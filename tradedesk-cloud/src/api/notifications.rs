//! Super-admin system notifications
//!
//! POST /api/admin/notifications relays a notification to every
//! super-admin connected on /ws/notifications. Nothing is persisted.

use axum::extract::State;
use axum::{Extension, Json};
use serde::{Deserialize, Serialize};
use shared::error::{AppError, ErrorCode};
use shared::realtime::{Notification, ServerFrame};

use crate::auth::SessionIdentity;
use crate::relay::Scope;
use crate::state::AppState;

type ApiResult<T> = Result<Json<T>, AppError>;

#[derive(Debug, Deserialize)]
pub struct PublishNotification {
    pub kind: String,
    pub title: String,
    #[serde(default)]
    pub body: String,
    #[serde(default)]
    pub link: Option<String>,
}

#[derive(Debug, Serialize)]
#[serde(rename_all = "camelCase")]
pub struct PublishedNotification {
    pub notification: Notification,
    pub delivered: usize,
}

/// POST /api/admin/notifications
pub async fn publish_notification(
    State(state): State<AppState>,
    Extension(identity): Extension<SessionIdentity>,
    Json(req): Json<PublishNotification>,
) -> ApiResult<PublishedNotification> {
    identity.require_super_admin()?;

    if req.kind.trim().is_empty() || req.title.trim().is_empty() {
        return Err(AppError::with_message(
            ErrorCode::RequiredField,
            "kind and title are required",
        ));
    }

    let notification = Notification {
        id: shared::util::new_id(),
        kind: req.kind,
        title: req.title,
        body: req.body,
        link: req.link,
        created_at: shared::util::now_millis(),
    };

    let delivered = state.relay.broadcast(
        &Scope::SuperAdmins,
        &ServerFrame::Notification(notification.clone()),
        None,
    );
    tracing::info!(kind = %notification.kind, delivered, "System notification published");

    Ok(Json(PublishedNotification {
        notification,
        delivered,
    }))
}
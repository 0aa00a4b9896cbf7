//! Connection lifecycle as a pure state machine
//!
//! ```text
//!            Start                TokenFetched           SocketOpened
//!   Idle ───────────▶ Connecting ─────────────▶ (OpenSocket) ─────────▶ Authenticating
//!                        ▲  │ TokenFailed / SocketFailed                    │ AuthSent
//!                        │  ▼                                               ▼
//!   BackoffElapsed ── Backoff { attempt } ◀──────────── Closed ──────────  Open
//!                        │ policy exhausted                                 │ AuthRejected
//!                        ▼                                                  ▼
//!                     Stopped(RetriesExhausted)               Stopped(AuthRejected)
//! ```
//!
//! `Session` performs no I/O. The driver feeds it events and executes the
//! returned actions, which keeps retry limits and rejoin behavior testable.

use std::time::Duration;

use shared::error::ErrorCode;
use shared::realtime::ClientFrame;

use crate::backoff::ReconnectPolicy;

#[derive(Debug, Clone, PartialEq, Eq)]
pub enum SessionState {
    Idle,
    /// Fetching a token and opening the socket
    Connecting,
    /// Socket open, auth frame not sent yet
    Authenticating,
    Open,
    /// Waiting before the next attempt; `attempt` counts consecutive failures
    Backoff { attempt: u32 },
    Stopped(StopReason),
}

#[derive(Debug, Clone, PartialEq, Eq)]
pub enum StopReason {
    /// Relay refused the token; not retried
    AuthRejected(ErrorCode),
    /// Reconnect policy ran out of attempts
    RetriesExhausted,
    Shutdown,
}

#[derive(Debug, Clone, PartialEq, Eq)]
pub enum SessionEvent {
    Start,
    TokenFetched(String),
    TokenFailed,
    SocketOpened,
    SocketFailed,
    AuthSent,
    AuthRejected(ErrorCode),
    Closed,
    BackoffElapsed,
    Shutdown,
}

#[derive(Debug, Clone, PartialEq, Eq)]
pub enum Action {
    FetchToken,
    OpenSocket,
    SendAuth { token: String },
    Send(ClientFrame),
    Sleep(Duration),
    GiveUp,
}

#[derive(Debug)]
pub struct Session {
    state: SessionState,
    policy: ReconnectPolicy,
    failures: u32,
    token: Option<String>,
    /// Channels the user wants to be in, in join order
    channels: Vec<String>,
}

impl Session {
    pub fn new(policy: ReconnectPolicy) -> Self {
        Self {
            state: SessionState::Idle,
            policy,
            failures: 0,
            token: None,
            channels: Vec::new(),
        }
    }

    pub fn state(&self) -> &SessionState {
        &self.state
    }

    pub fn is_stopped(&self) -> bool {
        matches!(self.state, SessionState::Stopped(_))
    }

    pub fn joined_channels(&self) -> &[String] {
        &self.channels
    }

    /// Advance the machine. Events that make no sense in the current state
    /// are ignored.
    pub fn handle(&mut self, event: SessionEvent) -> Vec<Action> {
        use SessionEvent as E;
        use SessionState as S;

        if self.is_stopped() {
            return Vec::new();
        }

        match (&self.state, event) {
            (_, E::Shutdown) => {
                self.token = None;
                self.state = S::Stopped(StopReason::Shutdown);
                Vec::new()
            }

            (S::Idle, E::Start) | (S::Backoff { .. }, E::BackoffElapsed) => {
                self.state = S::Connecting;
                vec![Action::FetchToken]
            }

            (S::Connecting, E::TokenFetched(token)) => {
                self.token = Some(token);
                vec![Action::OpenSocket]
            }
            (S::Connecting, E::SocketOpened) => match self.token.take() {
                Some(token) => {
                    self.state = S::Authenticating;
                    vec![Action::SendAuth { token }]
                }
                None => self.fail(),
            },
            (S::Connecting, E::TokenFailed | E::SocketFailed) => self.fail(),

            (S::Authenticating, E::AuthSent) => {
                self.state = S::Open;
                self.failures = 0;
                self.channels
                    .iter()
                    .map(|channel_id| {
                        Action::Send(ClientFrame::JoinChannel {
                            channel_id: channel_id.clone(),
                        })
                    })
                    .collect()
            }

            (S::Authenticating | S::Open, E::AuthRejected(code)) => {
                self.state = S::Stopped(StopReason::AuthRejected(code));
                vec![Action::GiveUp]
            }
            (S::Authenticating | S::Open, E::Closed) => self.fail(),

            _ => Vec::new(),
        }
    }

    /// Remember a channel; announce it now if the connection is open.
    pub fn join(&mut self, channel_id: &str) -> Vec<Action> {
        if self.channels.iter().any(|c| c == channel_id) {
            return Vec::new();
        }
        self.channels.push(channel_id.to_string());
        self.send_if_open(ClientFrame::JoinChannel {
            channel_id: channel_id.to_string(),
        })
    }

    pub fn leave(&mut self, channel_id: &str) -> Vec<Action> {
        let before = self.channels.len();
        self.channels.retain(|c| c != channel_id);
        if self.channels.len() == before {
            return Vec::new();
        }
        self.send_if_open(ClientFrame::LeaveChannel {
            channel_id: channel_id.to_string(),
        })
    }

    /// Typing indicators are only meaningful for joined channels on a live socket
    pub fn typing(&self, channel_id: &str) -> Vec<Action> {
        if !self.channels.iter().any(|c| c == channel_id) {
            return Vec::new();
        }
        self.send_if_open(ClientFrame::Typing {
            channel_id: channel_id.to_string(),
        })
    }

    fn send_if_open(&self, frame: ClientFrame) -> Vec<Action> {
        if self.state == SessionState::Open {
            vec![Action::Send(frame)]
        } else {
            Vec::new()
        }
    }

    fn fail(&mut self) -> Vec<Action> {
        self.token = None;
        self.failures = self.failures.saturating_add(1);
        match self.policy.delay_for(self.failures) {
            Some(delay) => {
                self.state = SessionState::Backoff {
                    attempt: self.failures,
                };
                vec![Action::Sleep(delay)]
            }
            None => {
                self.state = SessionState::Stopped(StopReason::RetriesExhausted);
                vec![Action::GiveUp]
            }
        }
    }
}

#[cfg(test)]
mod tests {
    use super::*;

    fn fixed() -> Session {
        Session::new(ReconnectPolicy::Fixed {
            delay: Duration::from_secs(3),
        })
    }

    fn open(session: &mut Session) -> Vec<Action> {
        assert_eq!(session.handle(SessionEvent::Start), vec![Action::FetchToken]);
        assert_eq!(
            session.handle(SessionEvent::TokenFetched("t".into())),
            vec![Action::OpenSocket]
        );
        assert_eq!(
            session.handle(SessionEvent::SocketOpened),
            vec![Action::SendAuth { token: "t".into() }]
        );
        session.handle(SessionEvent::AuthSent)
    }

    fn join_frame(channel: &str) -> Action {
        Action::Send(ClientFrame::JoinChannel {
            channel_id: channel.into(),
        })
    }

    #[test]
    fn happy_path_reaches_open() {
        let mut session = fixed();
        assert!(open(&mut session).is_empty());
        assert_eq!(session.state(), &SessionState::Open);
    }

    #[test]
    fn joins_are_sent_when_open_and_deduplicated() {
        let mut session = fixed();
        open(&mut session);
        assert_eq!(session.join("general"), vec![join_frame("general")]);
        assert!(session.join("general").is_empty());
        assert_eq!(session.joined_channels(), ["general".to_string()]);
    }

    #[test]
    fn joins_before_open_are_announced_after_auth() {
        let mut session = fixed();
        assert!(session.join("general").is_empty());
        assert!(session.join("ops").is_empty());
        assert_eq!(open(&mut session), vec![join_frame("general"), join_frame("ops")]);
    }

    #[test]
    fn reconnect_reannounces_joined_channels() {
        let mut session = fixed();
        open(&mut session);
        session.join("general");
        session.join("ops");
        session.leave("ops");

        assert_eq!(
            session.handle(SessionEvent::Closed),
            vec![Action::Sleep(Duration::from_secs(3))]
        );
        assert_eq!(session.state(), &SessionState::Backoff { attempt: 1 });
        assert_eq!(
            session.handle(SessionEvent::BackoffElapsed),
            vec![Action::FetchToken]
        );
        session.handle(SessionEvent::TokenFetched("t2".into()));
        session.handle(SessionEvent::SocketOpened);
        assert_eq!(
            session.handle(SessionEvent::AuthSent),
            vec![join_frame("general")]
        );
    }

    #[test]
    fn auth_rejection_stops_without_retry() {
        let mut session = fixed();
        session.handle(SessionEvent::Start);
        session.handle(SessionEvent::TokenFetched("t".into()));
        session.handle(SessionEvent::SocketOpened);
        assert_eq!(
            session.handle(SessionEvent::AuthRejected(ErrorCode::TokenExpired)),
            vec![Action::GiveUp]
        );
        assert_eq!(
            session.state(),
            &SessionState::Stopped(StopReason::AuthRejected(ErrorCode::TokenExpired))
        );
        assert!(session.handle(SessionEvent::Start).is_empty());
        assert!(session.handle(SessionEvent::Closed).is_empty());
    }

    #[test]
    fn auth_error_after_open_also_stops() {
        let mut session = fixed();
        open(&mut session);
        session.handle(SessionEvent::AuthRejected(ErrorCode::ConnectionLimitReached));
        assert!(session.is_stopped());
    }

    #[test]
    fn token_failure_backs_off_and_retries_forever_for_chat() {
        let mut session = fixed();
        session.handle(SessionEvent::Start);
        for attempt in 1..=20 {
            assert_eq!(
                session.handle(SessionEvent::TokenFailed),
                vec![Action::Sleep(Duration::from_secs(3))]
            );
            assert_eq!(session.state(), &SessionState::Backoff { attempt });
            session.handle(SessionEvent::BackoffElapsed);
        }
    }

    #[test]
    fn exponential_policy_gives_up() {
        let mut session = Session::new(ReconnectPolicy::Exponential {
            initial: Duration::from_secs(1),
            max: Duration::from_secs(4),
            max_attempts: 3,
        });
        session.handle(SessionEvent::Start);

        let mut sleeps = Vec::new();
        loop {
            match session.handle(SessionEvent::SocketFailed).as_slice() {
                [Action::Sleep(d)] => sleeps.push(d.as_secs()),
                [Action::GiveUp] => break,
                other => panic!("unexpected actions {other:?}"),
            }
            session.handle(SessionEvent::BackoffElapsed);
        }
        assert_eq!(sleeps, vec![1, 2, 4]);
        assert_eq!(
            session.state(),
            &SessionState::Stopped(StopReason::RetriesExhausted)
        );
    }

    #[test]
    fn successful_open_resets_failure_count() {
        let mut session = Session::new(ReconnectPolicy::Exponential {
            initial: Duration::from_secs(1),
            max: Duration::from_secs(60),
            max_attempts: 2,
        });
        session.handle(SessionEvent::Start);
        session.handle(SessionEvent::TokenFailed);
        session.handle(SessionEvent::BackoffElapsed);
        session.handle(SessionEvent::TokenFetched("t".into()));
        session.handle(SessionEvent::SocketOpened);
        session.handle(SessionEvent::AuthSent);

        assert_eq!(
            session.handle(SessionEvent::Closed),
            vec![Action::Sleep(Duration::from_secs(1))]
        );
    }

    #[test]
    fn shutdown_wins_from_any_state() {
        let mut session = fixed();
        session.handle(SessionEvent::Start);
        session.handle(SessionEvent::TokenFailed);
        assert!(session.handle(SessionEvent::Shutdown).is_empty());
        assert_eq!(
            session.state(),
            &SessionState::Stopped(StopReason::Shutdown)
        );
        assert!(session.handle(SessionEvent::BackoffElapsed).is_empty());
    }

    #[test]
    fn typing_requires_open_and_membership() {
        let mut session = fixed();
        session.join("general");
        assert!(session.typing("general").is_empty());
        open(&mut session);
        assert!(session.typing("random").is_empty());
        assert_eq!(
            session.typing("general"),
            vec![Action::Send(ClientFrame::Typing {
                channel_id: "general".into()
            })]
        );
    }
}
....................
◆ EXERCISE REQUIREMENTS ◆
Count up the lines in the records where the string "ClientFrame" appears. Your reply is that number alone.

◆ TASK RESPONSE ◆
9